Toutefois, la dette publique reste soutenable à court et moyen terme grâce à des garde-fous et à des amortisseurs budgétaires. Les autorités des pays d’Europe centrale restent engagées au respect du pacte de stabilité et de croissance. Dans le cas où les pays se retrouveraient sous statut de déficit excessif, (conformément aux réformes actées fin décembre 2023), un ajustement sur 4 ans avec une possibilité d’extension de 3 années supplémentaires pour ramener le déficit budgétaire sous la barre des 3% est imposé, faute de quoi les pays risquent une suspension des fonds européens. La Hongrie, la Roumanie et la Slovaquie ont déjà mis en place des mesures de consolidation bien avant la décision de la Commission européenne, même si celles-ci étaient de faible ampleur.
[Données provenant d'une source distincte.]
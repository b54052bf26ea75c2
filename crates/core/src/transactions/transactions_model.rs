//! Transaction and transfer models.

use std::fmt;
use std::str::FromStr;

use chrono::{DateTime, Utc};
use rust_decimal::Decimal;
use serde::{Deserialize, Serialize};

use crate::errors::ValidationError;
use crate::utils::decimal_serde::exact_decimal;

/// What a transfer does to the ledger.
#[derive(Debug, Clone, Copy, PartialEq, Eq, Hash, Serialize, Deserialize)]
pub enum TransferCategory {
    /// Plain movement between two accounts.
    Transfer,
    Income,
    Expense,
    Deposit,
    Withdraw,
    Borrow,
    Repay,
    SwapIn,
    SwapOut,
    /// Movement between two accounts of the same owner.
    Internal,
}

impl TransferCategory {
    pub fn as_str(&self) -> &'static str {
        match self {
            Self::Transfer => "Transfer",
            Self::Income => "Income",
            Self::Expense => "Expense",
            Self::Deposit => "Deposit",
            Self::Withdraw => "Withdraw",
            Self::Borrow => "Borrow",
            Self::Repay => "Repay",
            Self::SwapIn => "SwapIn",
            Self::SwapOut => "SwapOut",
            Self::Internal => "Internal",
        }
    }

    pub fn is_swap(&self) -> bool {
        matches!(self, Self::SwapIn | Self::SwapOut)
    }

    /// New value entering the ledger from outside.
    pub fn mints(&self) -> bool {
        matches!(self, Self::Income | Self::Borrow | Self::SwapIn)
    }

    /// Value leaving the ledger for good.
    pub fn burns(&self) -> bool {
        matches!(self, Self::Expense | Self::Repay | Self::SwapOut)
    }

    /// Value moving between two accounts, possibly across jurisdictions.
    pub fn moves(&self) -> bool {
        matches!(
            self,
            Self::Transfer | Self::Internal | Self::Deposit | Self::Withdraw
        )
    }
}

impl fmt::Display for TransferCategory {
    fn fmt(&self, f: &mut fmt::Formatter<'_>) -> fmt::Result {
        f.write_str(self.as_str())
    }
}

impl FromStr for TransferCategory {
    type Err = ValidationError;

    fn from_str(s: &str) -> Result<Self, Self::Err> {
        match s {
            "Transfer" => Ok(Self::Transfer),
            "Income" => Ok(Self::Income),
            "Expense" => Ok(Self::Expense),
            "Deposit" => Ok(Self::Deposit),
            "Withdraw" => Ok(Self::Withdraw),
            "Borrow" => Ok(Self::Borrow),
            "Repay" => Ok(Self::Repay),
            "SwapIn" => Ok(Self::SwapIn),
            "SwapOut" => Ok(Self::SwapOut),
            "Internal" => Ok(Self::Internal),
            other => Err(ValidationError::InvalidInput(format!(
                "Unknown transfer category: {}",
                other
            ))),
        }
    }
}

/// A single movement of one asset between two accounts.
#[derive(Debug, Clone, PartialEq, Serialize, Deserialize)]
#[serde(rename_all = "camelCase")]
pub struct Transfer {
    pub asset: String,
    #[serde(with = "exact_decimal")]
    pub quantity: Decimal,
    pub from: String,
    pub to: String,
    pub category: TransferCategory,
    /// Processing order within the transaction.
    #[serde(default)]
    pub index: u32,
    /// Network fee paid for the transaction itself.
    #[serde(default, skip_serializing_if = "std::ops::Not::not")]
    pub fee: bool,
}

impl Transfer {
    pub fn new(category: TransferCategory, asset: &str, quantity: Decimal, from: &str, to: &str) -> Self {
        Self {
            asset: asset.to_string(),
            quantity,
            from: from.to_string(),
            to: to.to_string(),
            category,
            index: 0,
            fee: false,
        }
    }

    pub fn with_index(mut self, index: u32) -> Self {
        self.index = index;
        self
    }

    pub fn as_fee(mut self) -> Self {
        self.fee = true;
        self
    }
}

/// A dated bundle of transfers applied to the ledger atomically.
#[derive(Debug, Clone, PartialEq, Serialize, Deserialize)]
#[serde(rename_all = "camelCase")]
pub struct Transaction {
    pub date: DateTime<Utc>,
    #[serde(default, skip_serializing_if = "Option::is_none")]
    pub hash: Option<String>,
    #[serde(default)]
    pub sources: Vec<String>,
    #[serde(default)]
    pub tags: Vec<String>,
    #[serde(default)]
    pub description: String,
    #[serde(default)]
    pub transfers: Vec<Transfer>,
}

impl Transaction {
    pub fn new(date: DateTime<Utc>, transfers: Vec<Transfer>) -> Self {
        Self {
            date,
            hash: None,
            sources: Vec::new(),
            tags: Vec::new(),
            description: String::new(),
            transfers,
        }
    }

    /// Transfers in processing order. Ties keep their original position.
    pub fn sorted_transfers(&self) -> Vec<&Transfer> {
        let mut transfers: Vec<&Transfer> = self.transfers.iter().collect();
        transfers.sort_by_key(|t| t.index);
        transfers
    }

    /// Distinct assets touched, in order of first appearance.
    pub fn assets(&self) -> Vec<String> {
        let mut assets: Vec<String> = Vec::new();
        for transfer in &self.transfers {
            if !assets.contains(&transfer.asset) {
                assets.push(transfer.asset.clone());
            }
        }
        assets
    }
}

#[cfg(test)]
mod tests {
    use super::*;
    use rust_decimal_macros::dec;

    #[test]
    fn test_transfer_quantity_is_read_exactly() {
        let json = r#"{"date":"2021-03-01T00:00:00Z","transfers":[
            {"asset":"SHIB","quantity":"9876543210.987654321098765432","from":"0xa","to":"0xb","category":"Transfer","index":1},
            {"asset":"ETH","quantity":"0.1","from":"0xa","to":"Ethereum","category":"Expense","fee":true}
        ]}"#;
        let transaction: Transaction = serde_json::from_str(json).unwrap();
        assert_eq!(transaction.transfers[0].quantity, dec!(9876543210.987654321098765432));
        assert!(transaction.transfers[1].fee);
        assert_eq!(transaction.sorted_transfers()[0].asset, "ETH");
        assert_eq!(transaction.assets(), vec!["SHIB", "ETH"]);
    }

    #[test]
    fn test_transfer_quantity_that_would_round_is_rejected() {
        let json = r#"{"asset":"SHIB","quantity":"98765432109876.98765432109876543","from":"0xa","to":"0xb","category":"Transfer"}"#;
        assert!(serde_json::from_str::<Transfer>(json).is_err());
    }
}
La priorité va consister à mettre en place des mesures de plus forte envergure à court terme.
Les pays peuvent aussi compter sur le profil plutôt solide de leur dette, largement contractée à taux fixe et en devise locale, à l’exception de la Roumanie (52% de la dette totale en devises étrangères). La maturité moyenne est relativement élevée, ce qui limite le risque de liquidité. Par ailleurs, la détente observée sur les marchés obligataires devrait se poursuivre à court terme, ce qui contribuerait à atténuer la charge de la dette. Au sein des PECO, le ratio de dette publique sur PIB reste largement en dessous du seuil de 60% du PIB, ce qui laisse une certaine marge budgétaire, sauf en Hongrie où ce ratio avoisine 70%.